6.7. Role of radiologic imaging in the study and diagnosis of NF1

NF1 is a genetic disorder that is still primarily diagnosed on the basis of its clinical features by using the widely accepted diagnostic NIH criteria, as in all cases of the present study . A diagnosis of NF1 in a patient always signifies a risk of having CNS manifestations at the time of diagnosis already or developing them at a later age. In children, the main diagnostic concern is the risk for optic gliomas.

The present study confirms that NF1 is, both clinically and radiologically, a highly heterogeneous disorder. Pathologic lesions of various types can be found practically anywhere in the CNS, either in the nervous tissue itself or in the neighbouring structures. Radiologic imaging can often detect the cause for the CNS-related symptoms, but it also reveals unexpected lesions, whose significance may need to be evaluated by further studies.

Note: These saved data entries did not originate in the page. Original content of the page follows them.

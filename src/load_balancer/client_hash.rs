//! Client-address hashing (sticky by source IP).

use crate::http::context::ForwardingContext;
use crate::load_balancer::round_robin::next_in_rotation;
use crate::load_balancer::{PoolView, Selector};

const FNV_OFFSET: u64 = 14695981039346656037;
const FNV_PRIME: u64 = 1099511628211;

/// FNV-1a over `bytes`. Stable across processes and platforms.
pub fn fnv1a(bytes: &[u8]) -> u64 {
    bytes.iter().fold(FNV_OFFSET, |hash, &byte| {
        (hash ^ u64::from(byte)).wrapping_mul(FNV_PRIME)
    })
}

/// Registry index `key` hashes to.
pub fn hashed_index(key: &str, len: usize) -> Option<usize> {
    if len == 0 {
        return None;
    }
    Some((fnv1a(key.as_bytes()) % len as u64) as usize)
}

/// Same client IP, same backend, while that backend is healthy.
///
/// Only the address is hashed; the source port changes per connection.
#[derive(Debug, Default, Clone, Copy)]
pub struct ClientHash;

impl Selector for ClientHash {
    fn select(&self, view: &mut PoolView<'_>, ctx: &ForwardingContext) -> Option<usize> {
        let key = ctx.client_addr.ip().to_string();
        match hashed_index(&key, view.len()) {
            Some(index) if view.is_candidate(index, ctx) => Some(index),
            _ => next_in_rotation(view, ctx),
        }
    }
}

#[cfg(test)]
mod tests {
    use super::*;
    use crate::load_balancer::test_support::{ctx, records};

    #[test]
    fn fnv1a_reference_values() {
        assert_eq!(fnv1a(b""), 0xcbf29ce484222325);
        assert_eq!(fnv1a(b"a"), 0xaf63dc4c8601ec8c);
    }

    #[test]
    fn same_ip_same_backend_across_ports() {
        let health = records(5, &[]);
        let mut counter = 0;

        let first = ClientHash
            .select(&mut PoolView::new(&health, &mut counter), &ctx("10.1.2.3:40000"))
            .unwrap();
        for port in 40001..40020 {
            let client = format!("10.1.2.3:{port}");
            let pick = ClientHash.select(&mut PoolView::new(&health, &mut counter), &ctx(&client));
            assert_eq!(pick, Some(first));
        }
        assert_eq!(counter, 0);
    }

    #[test]
    fn falls_back_when_hashed_backend_is_down() {
        let ctx = ctx("10.1.2.3:40000");
        let hashed = hashed_index("10.1.2.3", 3).unwrap();
        let health = records(3, &[hashed]);
        let mut counter = 0;

        let pick = ClientHash
            .select(&mut PoolView::new(&health, &mut counter), &ctx)
            .unwrap();
        assert_ne!(pick, hashed);
        assert_eq!(counter, 1);
    }
}
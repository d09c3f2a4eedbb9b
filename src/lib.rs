//! failover-proxy library
//!
//! HTTP/1.1 reverse proxy with health-aware backend selection and passive
//! failover. The binary in `main.rs` is a thin CLI over [`lifecycle::startup`].

pub mod config;
pub mod error;
pub mod health;
pub mod http;
pub mod lifecycle;
pub mod load_balancer;
pub mod net;
pub mod observability;
pub mod resilience;
pub mod security;

pub use config::ProxyConfig;
pub use http::HttpServer;
pub use lifecycle::{ProxyHandle, Shutdown};
pub use load_balancer::BackendRegistry;
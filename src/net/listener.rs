//! TCP listener implementation with backpressure.
//!
//! # Responsibilities
//! - Bind to the configured address
//! - Accept incoming TCP connections
//! - Enforce max_connections limit via semaphore
//! - Graceful handling of accept errors

use std::net::SocketAddr;
use std::sync::Arc;

use tokio::net::{TcpListener, TcpStream};
use tokio::sync::{OwnedSemaphorePermit, Semaphore};

use crate::config::ListenerConfig;
use crate::error::StartupError;

/// A bounded TCP listener that limits concurrent connections.
///
/// Uses a semaphore to enforce `max_connections`. When the limit is reached,
/// `accept` is not called until a slot frees up, so excess clients wait in
/// the kernel's backlog.
#[derive(Debug)]
pub struct Listener {
    /// The underlying TCP listener.
    inner: TcpListener,
    /// Semaphore to limit concurrent connections.
    connection_limit: Arc<Semaphore>,
}

impl Listener {
    /// Bind to the configured address with connection limits.
    pub async fn bind(config: &ListenerConfig) -> Result<Self, StartupError> {
        let bind_failed = |source| StartupError::BindFailed {
            address: config.bind_address.clone(),
            source,
        };

        let addr: SocketAddr = config.bind_address.parse().map_err(|e| {
            bind_failed(std::io::Error::new(std::io::ErrorKind::InvalidInput, e))
        })?;
        let listener = TcpListener::bind(addr).await.map_err(bind_failed)?;
        let local_addr = listener.local_addr().map_err(bind_failed)?;

        tracing::info!(
            address = %local_addr,
            max_connections = config.max_connections,
            "Listener bound"
        );

        Ok(Self {
            inner: listener,
            connection_limit: Arc::new(Semaphore::new(config.max_connections.max(1))),
        })
    }

    /// Accept a new connection, respecting the connection limit.
    ///
    /// This will wait if the connection limit has been reached.
    /// Returns the stream and a permit that must be held for the connection's lifetime.
    pub async fn accept(&self) -> std::io::Result<(TcpStream, SocketAddr, ConnectionPermit)> {
        // Acquire permit first (backpressure)
        let permit = Arc::clone(&self.connection_limit)
            .acquire_owned()
            .await
            .map_err(std::io::Error::other)?;

        // Then accept the connection
        let (stream, addr) = self.inner.accept().await?;

        tracing::debug!(
            peer_addr = %addr,
            available_permits = self.connection_limit.available_permits(),
            "Connection accepted"
        );

        Ok((stream, addr, ConnectionPermit { _permit: permit }))
    }

    /// Get the local address this listener is bound to.
    pub fn local_addr(&self) -> std::io::Result<SocketAddr> {
        self.inner.local_addr()
    }

    /// Get current available connection slots.
    pub fn available_permits(&self) -> usize {
        self.connection_limit.available_permits()
    }
}

/// A permit representing a connection slot.
///
/// When dropped, the connection slot is released back to the pool, even if
/// the connection handler panicked.
#[derive(Debug)]
pub struct ConnectionPermit {
    _permit: OwnedSemaphorePermit,
}

#[cfg(test)]
mod tests {
    use std::time::Duration;

    use super::*;

    fn config(max_connections: usize) -> ListenerConfig {
        ListenerConfig {
            bind_address: "127.0.0.1:0".into(),
            max_connections,
            ..ListenerConfig::default()
        }
    }

    #[tokio::test]
    async fn permit_is_held_until_dropped() {
        let listener = Listener::bind(&config(1)).await.unwrap();
        let addr = listener.local_addr().unwrap();

        let _c1 = TcpStream::connect(addr).await.unwrap();
        let _c2 = TcpStream::connect(addr).await.unwrap();

        let (_s1, _, permit) = listener.accept().await.unwrap();
        assert_eq!(listener.available_permits(), 0);

        // Second accept waits for the slot.
        let blocked = tokio::time::timeout(Duration::from_millis(100), listener.accept()).await;
        assert!(blocked.is_err());

        drop(permit);
        let second = tokio::time::timeout(Duration::from_secs(1), listener.accept()).await;
        assert!(second.is_ok());
    }

    #[tokio::test]
    async fn bind_failure_is_startup_error() {
        let first = Listener::bind(&config(4)).await.unwrap();
        let taken = ListenerConfig {
            bind_address: first.local_addr().unwrap().to_string(),
            ..ListenerConfig::default()
        };
        let err = Listener::bind(&taken).await.unwrap_err();
        assert_eq!(err.exit_code(), 3);
    }
}
//! Request reading and parsing.
//!
//! # Responsibilities
//! - Read one HTTP/1.x request head from the client, bounded in size and time
//! - Parse the request line and headers (httparse), ISO-8859-1 decoded
//! - Validate method, target and framing against [`RequestLimits`]
//! - Read exactly `Content-Length` body bytes for methods that carry a body
//!
//! # Design Decisions
//! - Every read has the client-read deadline; the body phase gets a fresh one
//! - Reads are chunked so the buffer never grows far past the header limit
//! - Bytes past `Content-Length` are discarded, never forwarded
//! - Chunked request bodies are refused rather than decoded

use bytes::{Bytes, BytesMut};
use tokio::io::{AsyncRead, AsyncReadExt};

use crate::error::{LimitKind, RequestError};
use crate::http::headers::{latin1_decode, HeaderList};
use crate::resilience::timeouts::{within, Deadlines};
use crate::security::limits::{method_permits_body, RequestLimits};

/// Header slots offered to httparse.
const MAX_HEADERS: usize = 100;

const READ_CHUNK: usize = 4096;

/// A request as read from the client.
#[derive(Debug, Clone, PartialEq, Eq)]
pub struct ParsedRequest {
    pub method: String,
    /// ISO-8859-1 decoded, like header values, so re-encoding restores the raw bytes.
    pub target: String,
    /// Minor version: `0` for HTTP/1.0, `1` for HTTP/1.1.
    pub version: u8,
    pub headers: HeaderList,
    pub body: Option<Bytes>,
}

impl ParsedRequest {
    pub fn version_str(&self) -> &'static str {
        if self.version == 0 {
            "HTTP/1.0"
        } else {
            "HTTP/1.1"
        }
    }

    /// Request line as received, without the trailing CRLF.
    pub fn request_line(&self) -> String {
        format!("{} {} {}", self.method, self.target, self.version_str())
    }

    pub fn body_len(&self) -> usize {
        self.body.as_ref().map_or(0, Bytes::len)
    }
}

/// Position of the `CR LF CR LF` sentinel, if present.
pub fn find_head_end(buf: &[u8]) -> Option<usize> {
    buf.windows(4).position(|w| w == b"\r\n\r\n")
}

/// Read and validate one request from `reader`.
pub async fn read_request<R>(
    reader: &mut R,
    limits: &RequestLimits,
    deadlines: &Deadlines,
) -> Result<ParsedRequest, RequestError>
where
    R: AsyncRead + Unpin,
{
    let mut buf = BytesMut::with_capacity(READ_CHUNK);
    let head_len = read_head(reader, &mut buf, limits, deadlines).await?;
    let mut request = parse_head(&buf[..head_len], limits)?;

    let declared = request
        .headers
        .content_length()
        .map_err(RequestError::Malformed)?
        .unwrap_or(0);

    if method_permits_body(&request.method) && declared > 0 {
        limits.check_body_size(declared)?;
        let leftover = buf.split_off(head_len);
        request.body = Some(read_body(reader, leftover, declared, deadlines).await?);
    }

    Ok(request)
}

/// Accumulate bytes until the head is complete. Returns the head length
/// including the blank line.
async fn read_head<R>(
    reader: &mut R,
    buf: &mut BytesMut,
    limits: &RequestLimits,
    deadlines: &Deadlines,
) -> Result<usize, RequestError>
where
    R: AsyncRead + Unpin,
{
    let deadline = deadlines.client_read();
    let mut chunk = [0u8; READ_CHUNK];
    loop {
        if let Some(end) = find_head_end(buf) {
            let head_len = end + 4;
            limits.check_header_size(head_len)?;
            return Ok(head_len);
        }
        limits.check_header_size(buf.len())?;

        let read = within(
            deadline,
            async { reader.read(&mut chunk).await.map_err(RequestError::Io) },
            RequestError::Timeout,
        )
        .await?;
        if read == 0 {
            return Err(RequestError::ConnectionClosed);
        }
        buf.extend_from_slice(&chunk[..read]);
    }
}

fn parse_head(head: &[u8], limits: &RequestLimits) -> Result<ParsedRequest, RequestError> {
    let mut slots = [httparse::EMPTY_HEADER; MAX_HEADERS];
    let mut parsed = httparse::Request::new(&mut slots);
    match parsed.parse(head) {
        Ok(httparse::Status::Complete(_)) => {}
        Ok(httparse::Status::Partial) => {
            return Err(RequestError::Malformed("incomplete request head".into()));
        }
        Err(httparse::Error::TooManyHeaders) => {
            return Err(RequestError::TooLarge {
                what: LimitKind::Header,
                limit: limits.max_header_bytes,
            });
        }
        Err(e) => return Err(RequestError::Malformed(e.to_string())),
    }

    let (Some(method), Some(target), Some(version)) = (parsed.method, parsed.path, parsed.version)
    else {
        return Err(RequestError::Malformed("incomplete request line".into()));
    };

    limits.check_method(method)?;
    limits.check_target(method, target)?;

    let headers: HeaderList = parsed
        .headers
        .iter()
        .map(|h| (h.name.to_string(), latin1_decode(h.value)))
        .collect();

    if headers.contains("transfer-encoding") {
        return Err(RequestError::Malformed(
            "Transfer-Encoding request bodies are not supported".into(),
        ));
    }

    Ok(ParsedRequest {
        method: method.to_string(),
        target: latin1_decode(target.as_bytes()),
        version,
        headers,
        body: None,
    })
}

/// Read exactly `expected` body bytes, starting from what the head read left over.
async fn read_body<R>(
    reader: &mut R,
    mut body: BytesMut,
    expected: usize,
    deadlines: &Deadlines,
) -> Result<Bytes, RequestError>
where
    R: AsyncRead + Unpin,
{
    body.truncate(expected);
    let deadline = deadlines.client_read();
    let mut chunk = [0u8; READ_CHUNK];

    while body.len() < expected {
        let want = (expected - body.len()).min(READ_CHUNK);
        let read = within(
            deadline,
            async { reader.read(&mut chunk[..want]).await.map_err(RequestError::Io) },
            RequestError::Timeout,
        )
        .await?;
        if read == 0 {
            return Err(RequestError::UnexpectedEof {
                expected,
                received: body.len(),
            });
        }
        body.extend_from_slice(&chunk[..read]);
    }

    Ok(body.freeze())
}
//! Cookie-based stickiness.
//!
//! The server extracts the configured cookie into
//! [`ForwardingContext::sticky_key`]; its value is hashed onto the backend
//! list the same way [`ClientHash`](super::client_hash::ClientHash) hashes
//! addresses. No cookie, or a down backend, falls back to round-robin.
//! The proxy never issues the cookie itself.

use crate::http::context::ForwardingContext;
use crate::load_balancer::client_hash::hashed_index;
use crate::load_balancer::round_robin::next_in_rotation;
use crate::load_balancer::{PoolView, Selector};

#[derive(Debug, Default, Clone, Copy)]
pub struct StickyCookie;

impl Selector for StickyCookie {
    fn select(&self, view: &mut PoolView<'_>, ctx: &ForwardingContext) -> Option<usize> {
        let hashed = ctx
            .sticky_key
            .as_deref()
            .and_then(|key| hashed_index(key, view.len()));
        match hashed {
            Some(index) if view.is_candidate(index, ctx) => Some(index),
            _ => next_in_rotation(view, ctx),
        }
    }
}

#[cfg(test)]
mod tests {
    use super::*;
    use crate::load_balancer::test_support::{ctx, records};

    #[test]
    fn cookie_pins_backend() {
        let health = records(4, &[]);
        let mut counter = 0;
        let mut ctx = ctx("127.0.0.1:1000");
        ctx.sticky_key = Some("user-42".into());
        let expected = hashed_index("user-42", 4);

        for _ in 0..5 {
            let pick = StickyCookie.select(&mut PoolView::new(&health, &mut counter), &ctx);
            assert_eq!(pick, expected);
        }
    }

    #[test]
    fn missing_cookie_rotates() {
        let health = records(3, &[]);
        let mut counter = 0;
        let ctx = ctx("127.0.0.1:1000");

        let picks: Vec<_> = (0..3)
            .map(|_| StickyCookie.select(&mut PoolView::new(&health, &mut counter), &ctx))
            .collect();
        assert_eq!(picks, [Some(0), Some(1), Some(2)]);
    }
}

Although both CT and MRI have been established as valuable tools in detecting CNS manifestations, MRI is the method of choice for studying T2 hyperintense lesions of the brain, the intracranial extent of optic gliomas and lesions of the spinal cord and nerves and for differentiating optic nerve tumours from hydrops of the optic sheath. Because of a lack of ionized radiation, MRI is also suitable for repeated imaging when needed. The use and timing of CNS imaging in the diagnosis, screening and follow-up of NF1 patients has, however, remained somewhat controversial, because the clinical criteria of the disease are sufficient for the diagnosis of NF1 in most patients, and the most common manifestations of the disease, namely optic gliomas and T2 hyperintense lesions of the brain, have a benign course in most cases. Listernick et al. (1997), who considered regular clinical and neuro-ophthalmologic examination of symptomless optic gliomas necessary, suggested imaging only when symptoms occur. On the other hand, T2 hyperintense lesions have even been recommended as one of the criteria of NF1 in cases where the clinical criteria have not been met. In the study of Menor et al. (1998), MRI contributed to a definitive diagnosis of NF1 in 53% of the suspected cases and was recommended to confirm the diagnosis in young patients who did not fulfil the NIH criteria. The present study has also shown the significance of T2 hyperintense lesions in NF1 in children, in many of whom they confirmed the diagnosis. NF1 patients have an increased risk for brain and other malignancies, and malignant evolution of T2 hyperintense brain lesions on other than typical sites does occur. Screening studies have revealed specific variants of NF1, such as FSNF in Northern Finnish patients, and families with several members affected by brain tumours have been described, such as the mother and her son with brain astrocytomas. There is a trend to use MRI imaging more extensively and at an earlier age in the evaluation of NF1 patients, but CNS imaging should be considered on an individual basis by the multidisciplinary team which is responsible for the clinical follow-up of the patient.

The use of intravenous contrast medium has been recommended by several authors (Bonawitz et al. 1998) both in MRI and CT. In the present study, contrast medium was used when necessary in CT and MRI for diagnostic purposes, but not in patients screened for CNS lesions. In the latter group, only rare patients needed MRI scanning with contrast enhancement in order to obtain further information.

In general, the role of CT has diminished because of the risks caused by ionized radiation especially to the lens in orbital studies, but also because of the need for repeated follow-up examinations. The availability of MRI is, however, still limited, and the examination is time-consuming and expensive. The risks related to anesthesia and the use of contrast medium also need to be considered in the case of both CT and MRI.

The present study reflects the developing diagnostic and follow-up practices of NF1 in a modern university hospital setting. The new methods being developed, such as MR spectroscopic and diffusion studies and PET, have already shown promising results in the differentiation between benign and malignant or potentially malignant lesions in NF1.